Siarhei Siamashka siarhei.siamashka at gmail.com
Fri Feb 19 03:57:34 PST 2010

```Hello,

Some of the cairo-perf traces show that a significant share of CPU cycles is
used in radial gradients processing. I have sent a patch/rfc in another e-mail
with some changes to this code which should fix one of the performance
bottlenecks in it on ARM (I'm not sure about any potential side effects,
so a review is definitely needed).

Also I have a feeling that double precision is a bit excessive there, and
this functionality can be implemented with single precision floating point
calculations. On ARM Cortex-A8 double precision math is very slow,
taking ~10 cycles or more for each floating point operation, due to the
use of non-pipelined VFP unit.

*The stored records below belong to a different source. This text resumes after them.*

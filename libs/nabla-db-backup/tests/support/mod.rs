#![allow(dead_code)]

use anyhow::Context as _;
use futures::FutureExt as _;
use nabla_db_backup::config::DatabaseConfig;
use nabla_db_backup::store::PgDocumentStore;
use nabla_db_backup::{models, Connection};
use sqlx::Connection as _;
use tokio::io::{AsyncReadExt, AsyncWriteExt};
use tokio::net::TcpListener;
use tokio::sync::mpsc;
use url::Url;
use uuid::Uuid;

/// Request as received by [`MockApi`].
#[derive(Debug, Clone)]
pub struct RecordedRequest {
    pub method: String,
    pub target: String,
    pub headers: Vec<(String, String)>,
    pub body: String,
}

impl RecordedRequest {
    pub fn header(&self, name: &str) -> Option<&str> {
        self.headers
            .iter()
            .find(|(key, _)| key.eq_ignore_ascii_case(name))
            .map(|(_, value)| value.as_str())
    }

    pub fn json(&self) -> serde_json::Value {
        serde_json::from_str(&self.body).expect("request body is JSON")
    }
}

/// One-shot HTTP server answering each connection with the next canned
/// response.
pub struct MockApi {
    pub base_url: String,
    requests: mpsc::UnboundedReceiver<RecordedRequest>,
}

impl MockApi {
    pub async fn start(responses: Vec<(u16, &str)>) -> anyhow::Result<Self> {
        let listener = TcpListener::bind("127.0.0.1:0")
            .await
            .context("bind mock API")?;
        let addr = listener.local_addr()?;
        let (tx, rx) = mpsc::unbounded_channel();
        let responses: Vec<(u16, String)> = responses
            .into_iter()
            .map(|(status, body)| (status, body.to_string()))
            .collect();

        tokio::spawn(async move {
            for (status, body) in responses {
                let Ok((mut socket, _)) = listener.accept().await else {
                    return;
                };
                let Some(request) = read_request(&mut socket).await else {
                    return;
                };
                let _ = tx.send(request);
                let response = format!(
                    "HTTP/1.1 {status} MOCK\r\nContent-Type: application/json\r\nContent-Length: {}\r\nConnection: close\r\n\r\n{body}",
                    body.len()
                );
                let _ = socket.write_all(response.as_bytes()).await;
                let _ = socket.shutdown().await;
            }
        });

        Ok(Self {
            base_url: format!("http://{addr}/v1"),
            requests: rx,
        })
    }

    pub async fn next_request(&mut self) -> RecordedRequest {
        self.requests.recv().await.expect("mock API received a request")
    }
}

async fn read_request(socket: &mut tokio::net::TcpStream) -> Option<RecordedRequest> {
    let mut buf = Vec::new();
    let mut chunk = [0u8; 4096];
    let header_end = loop {
        let n = socket.read(&mut chunk).await.ok()?;
        if n == 0 {
            return None;
        }
        buf.extend_from_slice(&chunk[..n]);
        if let Some(pos) = buf.windows(4).position(|w| w == b"\r\n\r\n") {
            break pos + 4;
        }
    };

    let head = String::from_utf8_lossy(&buf[..header_end]).to_string();
    let mut lines = head.split("\r\n");
    let mut request_line = lines.next()?.split(' ');
    let method = request_line.next()?.to_string();
    let target = request_line.next()?.to_string();
    let headers: Vec<(String, String)> = lines
        .filter_map(|line| line.split_once(':'))
        .map(|(k, v)| (k.trim().to_string(), v.trim().to_string()))
        .collect();

    let content_length = headers
        .iter()
        .find(|(k, _)| k.eq_ignore_ascii_case("content-length"))
        .and_then(|(_, v)| v.parse::<usize>().ok())
        .unwrap_or(0);
    while buf.len() < header_end + content_length {
        let n = socket.read(&mut chunk).await.ok()?;
        if n == 0 {
            break;
        }
        buf.extend_from_slice(&chunk[..n]);
    }
    let body_end = buf.len().min(header_end + content_length);
    let body = String::from_utf8_lossy(&buf[header_end..body_end]).to_string();

    Some(RecordedRequest {
        method,
        target,
        headers,
        body,
    })
}

/// Database used by store tests; they are skipped without it.
pub fn test_database_url() -> Option<String> {
    std::env::var("NABLA_TEST_DATABASE_URL").ok()
}

/// Store in a fresh schema of the test database.
pub struct TestStore {
    pub connection: Connection,
    pub store: PgDocumentStore,
    schema: String,
    admin_database_url: String,
}

impl TestStore {
    pub async fn new(admin_database_url: &str) -> anyhow::Result<Self> {
        let schema = format!("test_{}", Uuid::new_v4().simple());
        let mut admin_conn = sqlx::PgConnection::connect(admin_database_url)
            .await
            .context("connect admin db for schema create")?;
        sqlx::query(&format!(r#"CREATE SCHEMA "{}""#, schema))
            .execute(&mut admin_conn)
            .await
            .context("create test schema")?;

        let config = DatabaseConfig {
            url: with_search_path(admin_database_url, &schema)?,
            pool_min_size: 0,
            pool_max_size: Some(4),
            ..DatabaseConfig::default()
        };
        let connection = Connection::connect(&config)
            .await
            .context("connect test pool")?;
        let store = PgDocumentStore::new(connection.pool().clone(), models::registry());
        store.migrate().await.context("migrate test schema")?;

        Ok(Self {
            connection,
            store,
            schema,
            admin_database_url: admin_database_url.to_string(),
        })
    }

    pub async fn cleanup(self) -> anyhow::Result<()> {
        self.connection.close().await;

        let mut admin_conn = sqlx::PgConnection::connect(&self.admin_database_url)
            .await
            .context("connect admin db for schema drop")?;
        sqlx::query(&format!(r#"DROP SCHEMA "{}" CASCADE"#, self.schema))
            .execute(&mut admin_conn)
            .await
            .context("drop test schema")?;
        Ok(())
    }
}

pub async fn with_test_store<F>(f: F) -> anyhow::Result<()>
where
    F: for<'a> FnOnce(
        &'a TestStore,
    ) -> std::pin::Pin<
        Box<dyn std::future::Future<Output = anyhow::Result<()>> + 'a>,
    >,
{
    let Some(url) = test_database_url() else {
        eprintln!("NABLA_TEST_DATABASE_URL not set, skipping");
        return Ok(());
    };
    init_tracing();
    let store = TestStore::new(&url).await?;

    let result = std::panic::AssertUnwindSafe(f(&store)).catch_unwind().await;
    if let Err(e) = store.cleanup().await {
        eprintln!("test schema cleanup failed: {e:?}");
    }

    match result {
        Ok(r) => r,
        Err(panic) => std::panic::resume_unwind(panic),
    }
}

fn with_search_path(database_url: &str, schema: &str) -> anyhow::Result<String> {
    let mut url = Url::parse(database_url).context("parse database URL")?;
    url.query_pairs_mut()
        .append_pair("options", &format!("-c search_path={}", schema));
    Ok(url.to_string())
}

pub fn init_tracing() {
    use std::sync::OnceLock;
    use tracing_subscriber::prelude::*;
    static INIT: OnceLock<()> = OnceLock::new();
    INIT.get_or_init(|| {
        let _ = tracing_subscriber::registry()
            .with(
                tracing_subscriber::EnvFilter::try_from_default_env()
                    .unwrap_or_else(|_| "nabla_db_backup=info,sqlx=warn".into()),
            )
            .with(tracing_subscriber::fmt::layer())
            .try_init();
    });
}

On the other hand, using NEON unit, it is
capable of performing up to 2 single precision floating point operations
per cycle.

> 	while (buffer < end)
> 	{
> 	    {
> 		pixman_fixed_48_16_t t;
> 		double det = B * B + A4 * (pdx * pdx + pdy * pdy - r1sq);
> 		if (det <= 0.)
> 		    t = (pixman_fixed_48_16_t) (B * invA);
> 		else if (invert)
> 		    t = (pixman_fixed_48_16_t) ((B + sqrt (det)) * invA);
> 		else
> 		    t = (pixman_fixed_48_16_t) ((B - sqrt (det)) * invA);
>
> 		*buffer = _pixman_gradient_walker_pixel (&walker, t);
> 	    }
> 	    ++buffer;
>
> 	    pdx += cx;
> 	    pdy += cy;
> 	    B += cB;

Adding small increments to the values at the end of loop iteration could be
the biggest source of precision loss. Replacing this with explicit calculation
like 'pdx = pdx0 + cx * n' should improve precision and maybe allow to use
floats freely. And floats work better with SIMD on any platforms.

> 	}

In any case, seems like radial gradients are not covered by any
correctness/precision tests at the moment. This looks like the first
thing which needs to be implemented :)

--
Best regards,
Siarhei Siamashka
```